Audio - Editoriaux - Education - Entretiens - Société - 22 juillet 2018

Anne-Sixtine Perardel : “L’objectif est de déconstruire les stéréotypes et de transmettre la théorie du genre”

Marlène Schiappa, secrétaire d’État chargée de l’Égalité entre les femmes et les hommes, vient d’annoncer sa volonté de développer et faire appliquer la loi établissant trois séances par an d’éducation sexuelle et affective pour tous les élèves.

Anne-Sixtine Perardel, conseillère en vie affective et sexuelle, fait un point sur les objectifs et les limites de cette loi.

La secrétaire d’État à l’Egalité entre les femmes et les hommes, Marlène Schiappa, a annoncé vouloir faire donner des cours d’éducation sexuelle dans les écoles publiques. N’y a-t-il pas déjà des cours de ce genre à l’école de la République ?

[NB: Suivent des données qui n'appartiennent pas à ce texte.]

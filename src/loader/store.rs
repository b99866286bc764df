use std::path::Path;

use duckdb::Connection;
use log::info;

use crate::loader::columns::{projection_sql, ColumnBinding};
use crate::loader::error::LoaderError;
use crate::loader::path_literal;
use crate::loader::source::STAGING_TABLE;

/// Destination table name.
pub const PEAK_TABLE: &str = "peaks";

/// Secondary index over the coordinate columns.
pub const COORD_INDEX: &str = "idx_lat_lon";

/// Replace the store's peaks table with the projected staging rows.
///
/// The store is attached for the duration of the call. Dropping and
/// recreating the table makes repeated runs land on identical contents.
pub(crate) fn replace_table(
    conn: &Connection,
    store_path: &Path,
    bindings: &[ColumnBinding],
) -> Result<(), LoaderError> {
    let store = path_literal(store_path)?;
    conn.execute_batch(&format!("ATTACH '{store}' AS dest; USE dest;"))?;

    let result = conn.execute_batch(&format!(
        "DROP TABLE IF EXISTS {PEAK_TABLE};
         CREATE TABLE {PEAK_TABLE} AS SELECT {} FROM memory.{STAGING_TABLE};",
        projection_sql(bindings),
    ));

    // Detach even when table creation failed so the connection stays usable
    conn.execute_batch("USE memory; DETACH dest;")?;
    result?;

    info!(
        "replaced table {PEAK_TABLE} in {}",
        store_path.display()
    );
    Ok(())
}

/// Create an index on the given columns if the store does not already have
/// it; no-op otherwise.
pub fn ensure_index(
    store_path: &Path,
    table: &str,
    columns: &[&str],
) -> Result<(), LoaderError> {
    let conn = Connection::open(store_path)?;
    conn.execute_batch(&format!(
        "CREATE INDEX IF NOT EXISTS {COORD_INDEX} ON {table} ({});",
        columns.join(", ")
    ))?;

    info!("index {COORD_INDEX} present on {table} ({})", columns.join(", "));
    Ok(())
}
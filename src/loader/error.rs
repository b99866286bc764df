use std::io;
use std::path::{Path, PathBuf};

use thiserror::Error;

/// Failures surfaced by the loader, one variant per pipeline stage.
#[derive(Debug, Error)]
pub enum LoaderError {
    /// The source file is missing, unreadable, or not a spreadsheet.
    #[error("failed to read source `{}`: {reason}", .path.display())]
    SourceRead { path: PathBuf, reason: String },

    /// A required source column is absent from the spreadsheet.
    #[error("source is missing required column `{column}`")]
    SchemaMismatch { column: String },

    /// The destination store rejected an operation.
    #[error("store error: {0}")]
    Store(#[from] duckdb::Error),

    #[error(transparent)]
    Io(#[from] io::Error),
}

impl LoaderError {
    pub(crate) fn source_read(path: &Path, reason: impl Into<String>) -> Self {
        LoaderError::SourceRead {
            path: path.to_path_buf(),
            reason: reason.into(),
        }
    }
}
//! Loads a spreadsheet of mountain-peak records into a DuckDB store.
//!
//! One linear pipeline: read the workbook, rename and keep the six peak
//! columns, replace the `peaks` table in the destination database, and make
//! sure the coordinate index exists.

pub mod loader;

pub use loader::{load_peaks, LoaderError, PeakLoader};
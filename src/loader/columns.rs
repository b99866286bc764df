use duckdb::Connection;

use crate::loader::error::LoaderError;

/// How a destination column finds its source header.
#[derive(Debug, Clone, Copy)]
enum HeaderRule {
    /// Header must match exactly.
    Exact(&'static str),
    /// First header whose trimmed, lowercased form starts with the prefix.
    /// The peak workbook carries an ad-hoc descriptive header for the name
    /// column, so that one is matched loosely.
    Prefix(&'static str),
}

struct ColumnDef {
    dest: &'static str,
    /// Header named in a schema-mismatch error.
    source_label: &'static str,
    rule: HeaderRule,
    sql_type: &'static str,
}

// Destination columns in table order, with the source header each one binds
// to and the type the projection pins it to.
const PEAK_COLUMNS: [ColumnDef; 6] = [
    ColumnDef {
        dest: "id",
        source_label: "ID",
        rule: HeaderRule::Exact("ID"),
        sql_type: "BIGINT",
    },
    ColumnDef {
        dest: "name",
        source_label: "Name",
        rule: HeaderRule::Prefix("name"),
        sql_type: "VARCHAR",
    },
    ColumnDef {
        dest: "latitude",
        source_label: "Latitude",
        rule: HeaderRule::Exact("Latitude"),
        sql_type: "DOUBLE",
    },
    ColumnDef {
        dest: "longitude",
        source_label: "Longitude",
        rule: HeaderRule::Exact("Longitude"),
        sql_type: "DOUBLE",
    },
    ColumnDef {
        dest: "elevation",
        source_label: "Elevation (ft)",
        rule: HeaderRule::Exact("Elevation (ft)"),
        sql_type: "DOUBLE",
    },
    ColumnDef {
        dest: "state",
        source_label: "State",
        rule: HeaderRule::Exact("State"),
        sql_type: "VARCHAR",
    },
];

/// A source header resolved to its destination column.
#[derive(Debug, Clone, PartialEq, Eq)]
pub struct ColumnBinding {
    pub source: String,
    pub dest: &'static str,
    sql_type: &'static str,
}

/// Resolve the fixed column map against a source header set.
///
/// Fails with the first missing required column; unmatched source headers
/// are simply dropped.
pub fn resolve_bindings(headers: &[String]) -> Result<Vec<ColumnBinding>, LoaderError> {
    PEAK_COLUMNS
        .iter()
        .map(|def| {
            let source = match def.rule {
                HeaderRule::Exact(header) => {
                    headers.iter().find(|col| col.as_str() == header).cloned()
                }
                HeaderRule::Prefix(prefix) => headers
                    .iter()
                    .find(|col| col.trim().to_lowercase().starts_with(prefix))
                    .cloned(),
            };
            source
                .map(|source| ColumnBinding {
                    source,
                    dest: def.dest,
                    sql_type: def.sql_type,
                })
                .ok_or_else(|| LoaderError::SchemaMismatch {
                    column: def.source_label.to_string(),
                })
        })
        .collect()
}

/// Headers of a staged table, in column order.
pub(crate) fn staged_headers(conn: &Connection, table: &str) -> Result<Vec<String>, LoaderError> {
    let mut stmt = conn.prepare(
        "SELECT column_name FROM information_schema.columns
         WHERE table_name = ? ORDER BY ordinal_position;",
    )?;
    let mut rows = stmt.query(duckdb::params![table])?;

    let mut headers = Vec::new();
    while let Some(row) = rows.next()? {
        headers.push(row.get::<_, String>(0)?);
    }
    Ok(headers)
}

/// SELECT list that renames, reorders, and types the staged columns.
pub(crate) fn projection_sql(bindings: &[ColumnBinding]) -> String {
    bindings
        .iter()
        .map(|b| format!("CAST({} AS {}) AS {}", quote_ident(&b.source), b.sql_type, b.dest))
        .collect::<Vec<_>>()
        .join(", ")
}

fn quote_ident(name: &str) -> String {
    format!("\"{}\"", name.replace('"', "\"\""))
}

Il y en a déjà dans un certain nombre d’établissements. Mais l’objectif de madame Schiappa est tout simplement de faire appliquer la loi. La loi prévoit trois séances d’éducation affective et sexuelle par an et par niveau. Le dispositif est prévu au lycée, au collège, en primaire et en maternelle, même si ces deux derniers cas sont un peu à part, car les outils ne sont pas encore développés. Vouloir appliquer la loi dans ce domaine n’est pas un problème en soit, je trouve même cela positif. Cela montre que l’éducation affective et sexuelle est vraiment importante.

Qu’y a-t-il dans ces cours ?

En creusant un peu, on se rend compte qu’on retrouve les fondements de cette éducation sexuelle dans le rapport annuel 2017 du Défenseur des Droits consacré aux droits de l’enfant. Il est en lien avec ce que veut l’ONU et l’Europe. Il s’agit en fait d’appliquer les politiques voulues par l’OMS.
Ce rapport sur les droits de l’enfant précise que l’objectif est de transmettre l’idée de l’égalité des sexes et des sexualités.
Cet objectif renvoie à la stratégie nationale de santé sexuelle publiée en mars 2017 qui prévoit qu’en 2023, 100 % des jeunes aient reçu une éducation de qualité à la sexualité et aux risques associés.
Dans le rapport sur les droits de l’enfant, l’égalité des sexes, l’égalité des sexualités et des pratiques sexuelles, l’identité de genre, les principes de stéréotypes, les clichés sur les différences hommes-femmes et sur les orientations sexuelles sont des notions fortement soulignées. L’objectif de ces interventions scolaires est de déconstruire ce qu’ils appellent les stéréotypes, et de transmettre la théorie du genre.

Qui sera habilité à donner ces cours ?

La circulaire rappelle qu’il y a un vrai manque de formation des personnes qui interviennent sur ce sujet. Le chef d’établissement a la responsabilité de choisir les personnes qui interviendront.
Il peut s’agir d’intervenants intérieurs (directeur, infirmières scolaires, professeurs de SVT, éducateur) qui doivent être formés, ou des personnes extérieures à l’établissement, souvent dans le cadre d’associations.
Certaines associations vont avoir un agrément. Pour cela, le rapport sur les droits de l’enfant propose de faire signer une charte. Le rapport dénonce certaines associations qui défendraient une vision “hétéronormée” de la société. Le vocabulaire a de l’importance. La vision “hétéronormée” est décrit comme centrée sur les différences homme-femme. Ce point est particulièrement scruté, tout comme le positionnement sur la question de l’avortement, et aussi la vision qu’ils appellent “dépendante”, c’est-à-dire des éducateurs qui souhaitent transmettre quelque chose aux enfants.